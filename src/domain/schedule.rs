use chrono::{NaiveTime, Weekday};
use serde::{Deserialize, Serialize};
use thiserror::Error;

/// Dawn and dusk for one local date, resolved by the clock module.
#[derive(Debug, Clone, Copy, PartialEq)]
pub struct Daylight {
    pub dawn: NaiveTime,
    pub dusk: NaiveTime,
}

/// A window boundary: a fixed clock time, or dawn/dusk with a minute offset.
#[derive(Debug, Clone, Copy, PartialEq, Serialize, Deserialize)]
pub enum TimeOfDay {
    Clock(NaiveTime),
    Dawn { offset_minutes: i32 },
    Dusk { offset_minutes: i32 },
}

#[derive(Debug, Error, PartialEq)]
pub enum TimeOfDayParseError {
    #[error("unrecognised time of day: {0:?}")]
    Unrecognised(String),
    #[error("bad offset in time of day: {0:?}")]
    BadOffset(String),
}

impl TimeOfDay {
    /// Parse `"HH:MM"`, `"dawn"`, `"dusk"`, or `"dawn+30"` / `"dusk-15"`
    /// (offsets in minutes).
    pub fn parse(s: &str) -> Result<Self, TimeOfDayParseError> {
        let s = s.trim();
        let lower = s.to_ascii_lowercase();
        for (word, dawn) in [("dawn", true), ("dusk", false)] {
            if let Some(rest) = lower.strip_prefix(word) {
                let offset_minutes = if rest.is_empty() {
                    0
                } else {
                    rest.parse::<i32>()
                        .map_err(|_| TimeOfDayParseError::BadOffset(s.to_string()))?
                };
                return Ok(if dawn {
                    TimeOfDay::Dawn { offset_minutes }
                } else {
                    TimeOfDay::Dusk { offset_minutes }
                });
            }
        }
        NaiveTime::parse_from_str(s, "%H:%M")
            .map(TimeOfDay::Clock)
            .map_err(|_| TimeOfDayParseError::Unrecognised(s.to_string()))
    }

    /// Resolve to a concrete clock time for a given date's daylight.
    pub fn resolve(&self, daylight: Daylight) -> NaiveTime {
        match *self {
            TimeOfDay::Clock(t) => t,
            TimeOfDay::Dawn { offset_minutes } => {
                daylight.dawn + chrono::Duration::minutes(offset_minutes as i64)
            }
            TimeOfDay::Dusk { offset_minutes } => {
                daylight.dusk + chrono::Duration::minutes(offset_minutes as i64)
            }
        }
    }
}

/// Days-of-week membership as a 7-bit mask, Monday = bit 0.
#[derive(Debug, Clone, Copy, PartialEq, Eq, Serialize, Deserialize)]
pub struct DayMask(pub u8);

impl DayMask {
    pub const ALL: DayMask = DayMask(0x7f);

    pub fn contains(&self, day: Weekday) -> bool {
        self.0 & (1 << day.num_days_from_monday()) != 0
    }

    pub fn with(mut self, day: Weekday) -> Self {
        self.0 |= 1 << day.num_days_from_monday();
        self
    }

    /// Parse a day-list such as `["All"]` or `["Mon", "Sat", "Sun"]`.
    pub fn parse(days: &[String]) -> Option<DayMask> {
        let mut mask = DayMask(0);
        for d in days {
            match d.to_ascii_lowercase().as_str() {
                "all" => return Some(DayMask::ALL),
                "mon" | "monday" => mask = mask.with(Weekday::Mon),
                "tue" | "tuesday" => mask = mask.with(Weekday::Tue),
                "wed" | "wednesday" => mask = mask.with(Weekday::Wed),
                "thu" | "thursday" => mask = mask.with(Weekday::Thu),
                "fri" | "friday" => mask = mask.with(Weekday::Fri),
                "sat" | "saturday" => mask = mask.with(Weekday::Sat),
                "sun" | "sunday" => mask = mask.with(Weekday::Sun),
                _ => return None,
            }
        }
        Some(mask)
    }
}

/// One time-of-week window with an optional nominal price.
#[derive(Debug, Clone, PartialEq, Serialize, Deserialize)]
pub struct ScheduleWindow {
    pub days: DayMask,
    pub start: TimeOfDay,
    pub end: TimeOfDay,
    pub price: Option<f64>,
}

impl ScheduleWindow {
    /// Window membership for a local weekday/time. A window whose resolved
    /// end is not after its start wraps past midnight.
    pub fn admits(&self, day: Weekday, time: NaiveTime, daylight: Daylight) -> bool {
        let start = self.start.resolve(daylight);
        let end = self.end.resolve(daylight);
        if end > start {
            self.days.contains(day) && time >= start && time < end
        } else {
            // Wrapped: [start, midnight) belongs to `day`, [midnight, end)
            // belongs to the following day.
            (self.days.contains(day) && time >= start)
                || (self.days.contains(day.pred()) && time < end)
        }
    }
}

/// A named time-of-week schedule.
#[derive(Debug, Clone, PartialEq, Serialize, Deserialize)]
pub struct OperatingSchedule {
    pub name: String,
    pub windows: Vec<ScheduleWindow>,
}

impl OperatingSchedule {
    /// Whether the given local instant lies inside the schedule, and the
    /// nominal price for it. Overlapping windows resolve to the lowest price.
    pub fn in_window(
        &self,
        day: Weekday,
        time: NaiveTime,
        daylight: Daylight,
    ) -> (bool, Option<f64>) {
        let mut hit = false;
        let mut best: Option<f64> = None;
        for w in &self.windows {
            if w.admits(day, time, daylight) {
                hit = true;
                if let Some(p) = w.price {
                    best = Some(match best {
                        Some(b) => b.min(p),
                        None => p,
                    });
                }
            }
        }
        (hit, best)
    }
}

#[cfg(test)]
mod tests {
    use super::*;

    fn daylight() -> Daylight {
        Daylight {
            dawn: NaiveTime::from_hms_opt(6, 30, 0).unwrap(),
            dusk: NaiveTime::from_hms_opt(19, 45, 0).unwrap(),
        }
    }

    fn t(h: u32, m: u32) -> NaiveTime {
        NaiveTime::from_hms_opt(h, m, 0).unwrap()
    }

    #[test]
    fn parses_clock_and_symbolic_times() {
        assert_eq!(TimeOfDay::parse("08:15"), Ok(TimeOfDay::Clock(t(8, 15))));
        assert_eq!(TimeOfDay::parse("dawn"), Ok(TimeOfDay::Dawn { offset_minutes: 0 }));
        assert_eq!(
            TimeOfDay::parse("dusk-15"),
            Ok(TimeOfDay::Dusk { offset_minutes: -15 })
        );
        assert_eq!(
            TimeOfDay::parse("Dawn+30"),
            Ok(TimeOfDay::Dawn { offset_minutes: 30 })
        );
        assert!(TimeOfDay::parse("noonish").is_err());
    }

    #[test]
    fn dawn_offset_resolves_against_daylight() {
        let tod = TimeOfDay::Dawn { offset_minutes: 30 };
        assert_eq!(tod.resolve(daylight()), t(7, 0));
    }

    #[test]
    fn plain_window_membership() {
        let w = ScheduleWindow {
            days: DayMask::parse(&["Mon".into(), "Tue".into()]).unwrap(),
            start: TimeOfDay::Clock(t(9, 0)),
            end: TimeOfDay::Clock(t(17, 0)),
            price: None,
        };
        assert!(w.admits(Weekday::Mon, t(9, 0), daylight()));
        assert!(w.admits(Weekday::Tue, t(16, 59), daylight()));
        assert!(!w.admits(Weekday::Mon, t(17, 0), daylight()));
        assert!(!w.admits(Weekday::Wed, t(12, 0), daylight()));
    }

    #[test]
    fn wrapped_window_admits_either_side_of_midnight() {
        let w = ScheduleWindow {
            days: DayMask::parse(&["Fri".into()]).unwrap(),
            start: TimeOfDay::Clock(t(22, 0)),
            end: TimeOfDay::Clock(t(6, 0)),
            price: None,
        };
        // Friday late evening.
        assert!(w.admits(Weekday::Fri, t(23, 30), daylight()));
        // Saturday small hours belong to the Friday window.
        assert!(w.admits(Weekday::Sat, t(2, 0), daylight()));
        assert!(!w.admits(Weekday::Sat, t(6, 0), daylight()));
        // Friday small hours do not (Thursday is not in the mask).
        assert!(!w.admits(Weekday::Fri, t(2, 0), daylight()));
    }

    #[test]
    fn overlapping_windows_return_lowest_price() {
        let sched = OperatingSchedule {
            name: "overnight".into(),
            windows: vec![
                ScheduleWindow {
                    days: DayMask::ALL,
                    start: TimeOfDay::Clock(t(0, 0)),
                    end: TimeOfDay::Clock(t(12, 0)),
                    price: Some(30.0),
                },
                ScheduleWindow {
                    days: DayMask::ALL,
                    start: TimeOfDay::Clock(t(8, 0)),
                    end: TimeOfDay::Clock(t(10, 0)),
                    price: Some(18.0),
                },
            ],
        };
        let (hit, price) = sched.in_window(Weekday::Mon, t(9, 0), daylight());
        assert!(hit);
        assert_eq!(price, Some(18.0));

        let (hit, price) = sched.in_window(Weekday::Mon, t(11, 0), daylight());
        assert!(hit);
        assert_eq!(price, Some(30.0));

        let (hit, _) = sched.in_window(Weekday::Mon, t(13, 0), daylight());
        assert!(!hit);
    }
}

______

Where the string "word" shows up in the listing above, copy the line that holds it.

## Reply to the exercise
        for (word, dawn) in [("dawn", true), ("dusk", false)] {
            if let Some(rest) = lower.strip_prefix(word) {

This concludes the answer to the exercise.